- **PROBLEM**
Review the material and extract every line in which the word "that" occurs.

++++

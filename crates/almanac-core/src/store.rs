use std::collections::HashSet;

use chrono::NaiveDate;
use tracing::{debug, info, warn};

use crate::error::TaskError;
use crate::kv::KeyValueStore;
use crate::task::{Task, TaskId, validate};

pub const DEFAULT_STORAGE_KEY: &str = "todos";

/// A mutation that has been applied in memory.
///
/// `persist_error` is set when the follow-up write failed; the mutation
/// stays applied either way.
#[derive(Debug, Clone, PartialEq, Eq)]
pub struct Committed<T> {
    pub value: T,
    pub persist_error: Option<TaskError>,
}

impl<T> Committed<T> {
    pub fn persisted(&self) -> bool {
        self.persist_error.is_none()
    }
}

/// Owns the canonical task collection and is its only writer to the backend.
#[derive(Debug)]
pub struct TaskStore<S> {
    backend: S,
    key: String,
    tasks: Vec<Task>,
}

impl<S: KeyValueStore> TaskStore<S> {
    /// Opens the store and loads whatever the backend holds under `key`.
    #[tracing::instrument(skip(backend))]
    pub fn open(backend: S, key: &str) -> Self {
        let mut store = Self {
            backend,
            key: key.to_string(),
            tasks: Vec::new(),
        };
        store.load();
        store
    }

    /// Replaces the in-memory collection with the stored one. Missing,
    /// unreadable or corrupt payloads all yield an empty collection.
    #[tracing::instrument(skip(self), fields(key = %self.key))]
    pub fn load(&mut self) {
        self.tasks = match self.backend.get(&self.key) {
            Ok(None) => {
                debug!("no stored tasks; starting empty");
                Vec::new()
            }
            Ok(Some(raw)) => match decode_tasks(&raw) {
                Ok(tasks) => tasks,
                Err(err) => {
                    warn!(error = %err, "discarding stored tasks");
                    Vec::new()
                }
            },
            Err(err) => {
                warn!(error = %err, "failed reading stored tasks; starting empty");
                Vec::new()
            }
        };
        info!(count = self.tasks.len(), "loaded tasks");
    }

    /// Writes the full collection under the store key.
    #[tracing::instrument(skip(self), fields(key = %self.key, count = self.tasks.len()))]
    pub fn save(&mut self) -> Result<(), TaskError> {
        let payload = encode_tasks(&self.tasks)?;
        self.backend.set(&self.key, &payload).map_err(|err| {
            warn!(error = %err, "failed to persist tasks");
            TaskError::PersistenceWriteFailed(format!("{err:#}"))
        })
    }

    #[tracing::instrument(skip(self, text))]
    pub fn create(
        &mut self,
        text: &str,
        date: Option<NaiveDate>,
    ) -> Result<Committed<Task>, TaskError> {
        let input = validate(text, date)?;
        let task = Task::new(self.fresh_id(), input.text, input.date);
        self.tasks.push(task.clone());
        info!(id = %task.id, date = %task.date, "created task");
        Ok(self.commit(task))
    }

    #[tracing::instrument(skip(self, text))]
    pub fn update(
        &mut self,
        id: &TaskId,
        text: &str,
        date: Option<NaiveDate>,
    ) -> Result<Committed<Task>, TaskError> {
        let input = validate(text, date)?;
        let task = self
            .tasks
            .iter_mut()
            .find(|task| &task.id == id)
            .ok_or_else(|| TaskError::NotFound(id.to_string()))?;

        task.text = input.text;
        task.date = input.date;
        let updated = task.clone();
        info!(date = %updated.date, "updated task");
        Ok(self.commit(updated))
    }

    /// Removes the task if present. An absent id is a no-op that returns
    /// `None` and skips the write.
    #[tracing::instrument(skip(self))]
    pub fn delete(&mut self, id: &TaskId) -> Committed<Option<Task>> {
        let Some(idx) = self.tasks.iter().position(|task| &task.id == id) else {
            debug!("delete of unknown id ignored");
            return Committed {
                value: None,
                persist_error: None,
            };
        };

        let removed = self.tasks.remove(idx);
        info!(remaining = self.tasks.len(), "deleted task");
        self.commit(Some(removed))
    }

    #[tracing::instrument(skip(self))]
    pub fn set_completed(
        &mut self,
        id: &TaskId,
        completed: bool,
    ) -> Result<Committed<Task>, TaskError> {
        let task = self
            .tasks
            .iter_mut()
            .find(|task| &task.id == id)
            .ok_or_else(|| TaskError::NotFound(id.to_string()))?;
        task.completed = completed;
        let updated = task.clone();
        Ok(self.commit(updated))
    }

    /// Insertion order.
    pub fn all(&self) -> &[Task] {
        &self.tasks
    }

    pub fn find_by_id(&self, id: &TaskId) -> Option<&Task> {
        self.tasks.iter().find(|task| &task.id == id)
    }

    /// Exact id, or a prefix matching exactly one task.
    pub fn resolve_id(&self, raw: &str) -> Option<TaskId> {
        let raw = raw.trim();
        if raw.is_empty() {
            return None;
        }
        if let Some(task) = self.tasks.iter().find(|task| task.id.as_str() == raw) {
            return Some(task.id.clone());
        }

        let mut matches = self.tasks.iter().filter(|task| task.id.as_str().starts_with(raw));
        match (matches.next(), matches.next()) {
            (Some(task), None) => Some(task.id.clone()),
            (Some(_), Some(_)) => {
                debug!(prefix = %raw, "ambiguous id prefix");
                None
            }
            _ => None,
        }
    }

    pub fn by_date(&self, date: NaiveDate) -> Vec<&Task> {
        self.tasks.iter().filter(|task| task.date == date).collect()
    }

    pub fn len(&self) -> usize {
        self.tasks.len()
    }

    pub fn is_empty(&self) -> bool {
        self.tasks.is_empty()
    }

    pub fn backend(&self) -> &S {
        &self.backend
    }

    pub fn backend_mut(&mut self) -> &mut S {
        &mut self.backend
    }

    fn commit<T>(&mut self, value: T) -> Committed<T> {
        Committed {
            value,
            persist_error: self.save().err(),
        }
    }

    fn fresh_id(&self) -> TaskId {
        loop {
            let id = TaskId::generate();
            if self.find_by_id(&id).is_none() {
                return id;
            }
            warn!(id = %id, "generated id collided; retrying");
        }
    }
}

/// Parses a stored payload. Blank payloads are an empty collection;
/// duplicate ids keep the first record and blank-text records are dropped.
pub fn decode_tasks(raw: &str) -> Result<Vec<Task>, TaskError> {
    if raw.trim().is_empty() {
        return Ok(Vec::new());
    }

    let parsed: Vec<Task> = serde_json::from_str(raw)
        .map_err(|err| TaskError::PersistenceReadCorrupt(err.to_string()))?;

    let mut seen = HashSet::new();
    let mut out = Vec::with_capacity(parsed.len());
    for mut task in parsed {
        let trimmed = task.text.trim();
        if trimmed.is_empty() {
            warn!(id = %task.id, "dropping stored task with empty text");
            continue;
        }
        if !seen.insert(task.id.clone()) {
            warn!(id = %task.id, "dropping stored task with duplicate id");
            continue;
        }
        if trimmed.len() != task.text.len() {
            task.text = trimmed.to_string();
        }
        out.push(task);
    }

    debug!(count = out.len(), "decoded stored tasks");
    Ok(out)
}

pub fn encode_tasks(tasks: &[Task]) -> Result<String, TaskError> {
    serde_json::to_string(tasks).map_err(|err| TaskError::PersistenceWriteFailed(err.to_string()))
}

++++

- **RESULT**
/// A mutation that has been applied in memory.
    /// Removes the task if present. An absent id is a no-op that returns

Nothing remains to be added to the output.